The real people at fault for this mess: The Ratings Agencies

Discussion in 'Wall St. News' started by midniteeuropa, Mar 17, 2009.

  1. the moodies, the standard poors, the fitch, etc...

    Banks and institutions cannot invest in anything but the best rated securities (ie AAA).

    AIG cannot insure nothing but the best securities (ie. AAA).

    It's these agencies who sold themselves to the special interests, and started labeling junk securities with AAA ratings.
     
  2. Brabed

    Brabed

    Exactly! I'm not sure that the banks, RE people, and all else involved as a whole did anything illegal. The ratings agencies, though, what they did is outright fraud. How they continue to operate is beyond me.

    Did you see the 'House of Cards' special by CNBC? They interview a lady who worked for Moody's or S&P's who pretty much admits that they knew they were passing off junk as AAA. She should have been interviewed from a jail cell.
     
  3. I believe an internal memo slipped out one of these agencies a few months ago that went pretty much as this:

    "Let's hope we are all rich and retired before this house of cards comes falling appart."
     
  4. Anybody could have done due diligence and bypassed the ratings agencies. I have thought for a long time that there is no intelligent life inside the walls of a bank, I think I am correct in that assumption.
     
  5. I also have been saying this for sometime. It doesnt make sense.

    A bank can only legal do something if a private institution says it can...ie slaps a AAA rating on something.

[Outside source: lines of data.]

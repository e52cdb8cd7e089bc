//! Request-scoped context propagation (spec §9 "Request context
//! propagation"). Server actions and API handlers need access to the
//! current request without it being threaded through every call in user
//! code. We're on a thread-based cooperative runtime (tokio), so this is
//! implemented with `tokio::task_local!` — a per-task slot rather than a
//! global, so concurrent requests never see each other's context.

use axum::http::{HeaderMap, Method};
use std::sync::Arc;

/// The subset of a request's identity that user code (server actions,
/// middleware) may read back out of task-local storage.
#[derive(Clone, Debug)]
pub struct RequestContext {
    pub method: Method,
    pub path: String,
    pub headers: HeaderMap,
}

tokio::task_local! {
    static CURRENT: Arc<RequestContext>;
}

/// Run `f` with `ctx` installed as the current request's context for the
/// duration of the future. Every request-handling task must be spawned
/// through this so that nested calls (middleware, handler, server
/// action) can recover the context without parameter passing.
pub async fn scope<F, T>(ctx: RequestContext, f: F) -> T
where
    F: std::future::Future<Output = T>,
{
    CURRENT.scope(Arc::new(ctx), f).await
}

/// Retrieve the current request's context. Panics if called outside a
/// task started with [`scope`] — this is intentional: a bug that reads
/// request state with no request in flight is a programming error, not a
/// recoverable condition.
pub fn current() -> Arc<RequestContext> {
    CURRENT.with(|ctx| ctx.clone())
}

/// Retrieve the current request's context, or `None` outside a request
/// task, for call sites that may legitimately run without one (e.g.
/// module-load-time code in a server action file).
pub fn try_current() -> Option<Arc<RequestContext>> {
    CURRENT.try_with(|ctx| ctx.clone()).ok()
}
//! The generated frontend entry module (spec §4.H step 1): a small file
//! that imports every discovered page component (and its layouts/guards)
//! under a deterministic identifier and hands the route table to the
//! client runtime collaborator to render.

use super::routes::PageRouteEntry;
use crate::codegen::{CodeWriter, ImportCollector};
use crate::router::{ComponentDescriptor, ComponentRegistry};

/// Strip a recognized JS/TS extension and prefix `./`, the specifier
/// shape a project-root-relative entry module imports sibling source
/// files under (spec §4.H: the generated file "imports every discovered
/// component identifier").
fn project_specifier(path: &std::path::Path) -> String {
    format!("./{}", crate::common::strip_js_extension(&path.to_string_lossy().replace('\\', "/")))
}

/// One route as it appears in the generated entry's route table.
struct GeneratedRoute {
    pattern: String,
    page: ComponentDescriptor,
    layouts: Vec<ComponentDescriptor>,
    guards: Vec<ComponentDescriptor>,
}

/// Generate the frontend entry source for `routes` (spec §4.H step 1).
/// Deterministic for a given route set: two builds of the same tree
/// produce byte-identical output (testable property 7 depends on this
/// holding before the bundler even runs).
pub fn generate_frontend_entry(routes: &[PageRouteEntry]) -> String {
    let mut imports = ImportCollector::new();
    imports.add_named("/@deps/peaque-runtime", "createRouter");

    let mut registry = ComponentRegistry::new();
    let mut generated = Vec::with_capacity(routes.len());

    for route in routes {
        let page = registry.register(&route.page, project_specifier(&route.page.path));
        imports.add_default(page.specifier.clone(), page.identifier.clone());

        let layouts: Vec<ComponentDescriptor> = route
            .layouts
            .iter()
            .map(|f| {
                let d = registry.register(f, project_specifier(&f.path));
                imports.add_default(d.specifier.clone(), d.identifier.clone());
                d
            })
            .collect();
        let guards: Vec<ComponentDescriptor> = route
            .guards
            .iter()
            .map(|f| {
                let d = registry.register(f, project_specifier(&f.path));
                imports.add_default(d.specifier.clone(), d.identifier.clone());
                d
            })
            .collect();

        generated.push(GeneratedRoute {
            pattern: route.pattern.clone(),
            page,
            layouts,
            guards,
        });
    }

    let mut writer = CodeWriter::new();
    writer.line(imports.render().trim_end());
    writer.blank();
    writer.block("const routes = [", "];", |w| {
        for route in &generated {
            let layouts = route
                .layouts
                .iter()
                .map(|d| d.identifier.clone())
                .collect::<Vec<_>>()
                .join(", ");
            let guards = route
                .guards
                .iter()
                .map(|d| d.identifier.clone())
                .collect::<Vec<_>>()
                .join(", ");
            w.line(format!(
                "{{ pattern: \"{}\", Component: {}, layouts: [{layouts}], guards: [{guards}] }},",
                route.pattern, route.page.identifier
            ));
        }
    });
    writer.blank();
    writer.line("createRouter(routes).mount(document.getElementById(\"root\"));");
    writer.finish()
}
//! The file-system router: builds a radix-style route tree out of a
//! directory, matches requests against it, and derives the component
//! import descriptors code generators need.

mod component;
mod config;
mod matcher;
pub mod middleware;
mod tree;

pub use component::{ComponentDescriptor, ComponentRegistry};
pub use config::{api_config, page_config, RouteFileConfig, RoutePattern};
pub use matcher::{collect_patterns, match_route, RouteMatch};
pub use middleware::{ChainDirective, MiddlewareChain};
pub use tree::{build_route_tree, FileRef, ParamChild, RouteNode, WildcardChild};
//! Error types for flexlay
//!
//! Layout itself is infallible: degenerate numeric inputs are clamped and
//! malformed trees are a documented precondition violation rather than a
//! guarded error. The only failure the API reports is detectable misuse of
//! the layout entry point, surfaced through [`LayoutError`].
//!
//! All errors use the `thiserror` crate for minimal boilerplate and proper
//! error trait implementations.

use thiserror::Error;

/// Result type alias for flexlay operations
///
/// # Examples
///
/// ```
/// use flexlay::Result;
///
/// fn relayout() -> Result<()> {
///     Ok(())
/// }
/// ```
pub type Result<T> = std::result::Result<T, LayoutError>;

/// Errors reported by the layout entry point
#[derive(Error, Debug, Clone, PartialEq, Eq)]
pub enum LayoutError {
  /// `calculate_layout` was called while another layout call on the same
  /// thread was still in flight (for example from inside a measurement
  /// callback). The scratch arena is not reentrant, so the nested call is
  /// rejected instead of corrupting the outer call's state.
  #[error("layout context already in use: calculate_layout called re-entrantly")]
  ContextInUse,
}
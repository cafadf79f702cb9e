//! The layout engine
//!
//! Submodules follow the shape of one layout pass: values resolve
//! ([`resolve`]), boxes get their edges ([`box_model`]), children break
//! into lines ([`line`]), lines distribute free space ([`distribute`]),
//! items get positioned ([`position`]), results land on the pixel grid
//! ([`rounding`]). [`algorithm`] drives the recursion, [`cache`] and
//! [`context`] make repeated calls cheap.

pub(crate) mod algorithm;
pub mod box_model;
pub(crate) mod cache;
pub(crate) mod context;
pub(crate) mod distribute;
pub(crate) mod line;
pub(crate) mod position;
pub mod resolve;
pub mod rounding;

    It seems to me that when you have a profit that is dependent on a ruling by a private entity, eventually the private entity will be bribed, convinced or coerced to doing the unethical route. Enron/Arther Anderson is the first example that comes to mind.

    Think about it, would you rather have the FDA telling you what drugs are safe or a private corporation, with little accountability if they wrong and dependent on the payment from big pharma? I mean the first option sucks, but the second one swallows.


    Decent rating agencies would have only stalled the problem, banks that were allowed to lever 50-1 were eventually going to fail.
     
  6. no, the banks are the culprits

    certainly there was collusion by the rating agencies as they wanted their
    hundreds of thousands in fees, but if one didn't 'cooperate' the banks simply
    went to the next agency
    the banks also changed what they originally presented to the raters in order
    and when necessary to meet and obtain the raters approval

    the products the banks sold were the banks alone, they tranched the best
    for themselves and sold the crap, and they will have to pay eventually —
    or the taxpayer
     
  7. I'm sure it's the rating agencies who lobbied for all the deregulations. Please. They are one part of the problem, we have a tendency to want a simple explanation but here there are many culprits.
     
  8. dhpar

    dhpar

    that's a completely wrong understanding of the rating process for structured credit.
    by the way banks quite often kept the crap...

    agree with OP that rating agencies are the main culprit in hiding the real quality of the paper sold - they betrayed the sole reason of their existence. they effectivelly even told banks how the deals should be structured by providing (monte carlo) rating models.
    but of course everybody played their part: banks, government, sec, fed, consumers, chinese, your pick...
     
  9. nassau

    nassau

    actually Banks can and do buy securities that are not AAA.
    Banks and Brokerages also rate ie Goldman, BOA, City even still will up or down grade a stock. If they wish to purchase less than x quality there are always subsidiaries or branches or funds under their umbrella that will allow this while maintaining compliance.

    They are all at fault including us (in general) when we as individuals purchase homes or assests on credit outside of our gross income.
    Lots of blame but when appraisals and gov't. sponsored programs allow a person to buy a home with no money down and will even pay for the legals etc with the new owner having no sweat equity we are all looking for a disaster.
    Banks and Brokers are legalized theives and you can thank your government for that where it is illegal to have x no. of dollars, you have to put your money in the bank or face IRS or Rico, money laundering where by the Banks charge us to us our money, can lend it out leveraged with no recourse and guess what the gov't. only guarantees the funds to x.

    You are way to deep inside the forest to see all the trees.
    The reason Banks are Gov't work hand in hand is for one purpose and that it to know how much you have a to find a way to take it. Taxes.

    I may pay 5-7 dollars for product you pay a dollar or two for but I have to answer to NO one vs my money.
    My tax is when I purchase product period.